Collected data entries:
- - - - -
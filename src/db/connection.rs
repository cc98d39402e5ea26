use std::{
    path::PathBuf,
    sync::{mpsc, Arc, Mutex},
    thread::{self, JoinHandle},
};

use anyhow::{anyhow, Context, Result};
use log::{error, info};
use rusqlite::Connection;
use tokio::sync::oneshot;

use super::migrations::run_migrations;

type DbTask = Box<dyn FnOnce(&mut Connection) + Send + 'static>;

enum DbCommand {
    Execute(DbTask),
    Shutdown,
}

struct DatabaseInner {
    sender: mpsc::Sender<DbCommand>,
    worker: Mutex<Option<JoinHandle<()>>>,
}

impl Drop for DatabaseInner {
    fn drop(&mut self) {
        let mut guard = match self.worker.lock() {
            Ok(guard) => guard,
            Err(poisoned) => poisoned.into_inner(),
        };

        if let Some(handle) = guard.take() {
            if let Err(err) = self.sender.send(DbCommand::Shutdown) {
                error!("Failed to send shutdown to DB thread: {err}");
            }
            if let Err(join_err) = handle.join() {
                error!("Failed to join DB thread: {join_err:?}");
            }
        }
    }
}

/// Handle to the event store.
///
/// A single worker thread owns the SQLite connection and runs every task in
/// submission order, so each statement (and each closure passed to
/// [`Database::execute`]) is atomic with respect to all other callers.
/// Cloning is cheap; every clone talks to the same worker.
#[derive(Clone)]
pub struct Database {
    inner: Arc<DatabaseInner>,
}

impl Database {
    pub fn new(db_path: PathBuf) -> Result<Self> {
        if let Some(parent) = db_path.parent() {
            std::fs::create_dir_all(parent).with_context(|| {
                format!("failed to create database directory {}", parent.display())
            })?;
        }

        let (command_tx, command_rx) = mpsc::channel::<DbCommand>();
        let (ready_tx, ready_rx) = mpsc::channel();
        let path_for_thread = db_path.clone();

        let worker = thread::Builder::new()
            .name("wayd-db".into())
            .spawn(move || {
                let mut conn = match Connection::open(&path_for_thread) {
                    Ok(connection) => connection,
                    Err(err) => {
                        let _ = ready_tx.send(Err(anyhow::Error::new(err)
                            .context("failed to open SQLite database")));
                        return;
                    }
                };

                if let Err(err) = conn.pragma_update(None, "journal_mode", "WAL") {
                    error!("Failed to enable WAL mode: {err}");
                }

                let init_result =
                    run_migrations(&mut conn).context("failed to run database migrations");
                if ready_tx.send(init_result).is_err() {
                    error!("DB initialization receiver dropped before ready signal");
                    return;
                }

                while let Ok(command) = command_rx.recv() {
                    match command {
                        DbCommand::Execute(task) => {
                            task(&mut conn);
                        }
                        DbCommand::Shutdown => break,
                    }
                }

                info!("Database thread shutting down");
            })
            .with_context(|| "failed to spawn database worker thread")?;

        ready_rx
            .recv()
            .context("database worker exited before signaling readiness")??;

        info!("Database initialized at {}", db_path.as_path().display());

        Ok(Self {
            inner: Arc::new(DatabaseInner {
                sender: command_tx,
                worker: Mutex::new(Some(worker)),
            }),
        })
    }

    pub async fn execute<F, T>(&self, task: F) -> Result<T>
    where
        F: FnOnce(&mut Connection) -> Result<T> + Send + 'static,
        T: Send + 'static,
    {
        let sender = self.inner.sender.clone();
        let (reply_tx, reply_rx) = oneshot::channel();

        let command = DbCommand::Execute(Box::new(move |conn| {
            let result = task(conn);
            if reply_tx.send(result).is_err() {
                error!("DB caller dropped before receiving result");
            }
        }));

        sender
            .send(command)
            .map_err(|err| anyhow!("failed to send command to DB thread: {err}"))?;

        reply_rx
            .await
            .map_err(|_| anyhow!("database thread terminated unexpectedly"))?
    }
}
- - - - -
All entries must be given again exactly.

filename src/db/connection.rs
repository cc98d39402e5ea26
use std::{
    path::PathBuf,
    sync::{mpsc, Arc, Mutex},
    thread::{self, JoinHandle},
};

use anyhow::{anyhow, Context, Result};
use log::{error, info};
use rusqlite::Connection;
use tokio::sync::oneshot;

use super::migrations::run_migrations;

type DbTask = Box<dyn FnOnce(&mut Connection) + Send + 'static>;

enum DbCommand {
    Execute(DbTask),
    Shutdown,
}

struct DatabaseInner {
    sender: mpsc::Sender<DbCommand>,
    worker: Mutex<Option<JoinHandle<()>>>,
}

impl Drop for DatabaseInner {
    fn drop(&mut self) {
        let mut guard = match self.worker.lock() {
            Ok(guard) => guard,
            Err(poisoned) => poisoned.into_inner(),
        };

        if let Some(handle) = guard.take() {
            if let Err(err) = self.sender.send(DbCommand::Shutdown) {
                error!("Failed to send shutdown to DB thread: {err}");
            }
            if let Err(join_err) = handle.join() {
                error!("Failed to join DB thread: {join_err:?}");
            }
        }
    }
}

/// Handle to the event store.
///
/// A single worker thread owns the SQLite connection and runs every task in
/// submission order, so each statement (and each closure passed to
/// [`Database::execute`]) is atomic with respect to all other callers.
/// Cloning is cheap; every clone talks to the same worker.
#[derive(Clone)]
pub struct Database {
    inner: Arc<DatabaseInner>,
}

impl Database {
    pub fn new(db_path: PathBuf) -> Result<Self> {
        if let Some(parent) = db_path.parent() {
            std::fs::create_dir_all(parent).with_context(|| {
                format!("failed to create database directory {}", parent.display())
            })?;
        }

        let (command_tx, command_rx) = mpsc::channel::<DbCommand>();
        let (ready_tx, ready_rx) = mpsc::channel();
        let path_for_thread = db_path.clone();

        let worker = thread::Builder::new()
            .name("wayd-db".into())
            .spawn(move || {
                let mut conn = match Connection::open(&path_for_thread) {
                    Ok(connection) => connection,
                    Err(err) => {
                        let _ = ready_tx.send(Err(anyhow::Error::new(err)
                            .context("failed to open SQLite database")));
                        return;
                    }
                };

                if let Err(err) = conn.pragma_update(None, "journal_mode", "WAL") {
                    error!("Failed to enable WAL mode: {err}");
                }

                let init_result =
                    run_migrations(&mut conn).context("failed to run database migrations");
                if ready_tx.send(init_result).is_err() {
                    error!("DB initialization receiver dropped before ready signal");
                    return;
                }

                while let Ok(command) = command_rx.recv() {
                    match command {
                        DbCommand::Execute(task) => {
                            task(&mut conn);
                        }
                        DbCommand::Shutdown => break,
                    }
                }

                info!("Database thread shutting down");
            })
            .with_context(|| "failed to spawn database worker thread")?;

        ready_rx
            .recv()
            .context("database worker exited before signaling readiness")??;

        info!("Database initialized at {}", db_path.as_path().display());

        Ok(Self {
            inner: Arc::new(DatabaseInner {
                sender: command_tx,
                worker: Mutex::new(Some(worker)),
            }),
        })
    }

    pub async fn execute<F, T>(&self, task: F) -> Result<T>
    where
        F: FnOnce(&mut Connection) -> Result<T> + Send + 'static,
        T: Send + 'static,
    {
        let sender = self.inner.sender.clone();
        let (reply_tx, reply_rx) = oneshot::channel();

        let command = DbCommand::Execute(Box::new(move |conn| {
            let result = task(conn);
            if reply_tx.send(result).is_err() {
                error!("DB caller dropped before receiving result");
            }
        }));

        sender
            .send(command)
            .map_err(|err| anyhow!("failed to send command to DB thread: {err}"))?;

        reply_rx
            .await
            .map_err(|_| anyhow!("database thread terminated unexpectedly"))?
    }
}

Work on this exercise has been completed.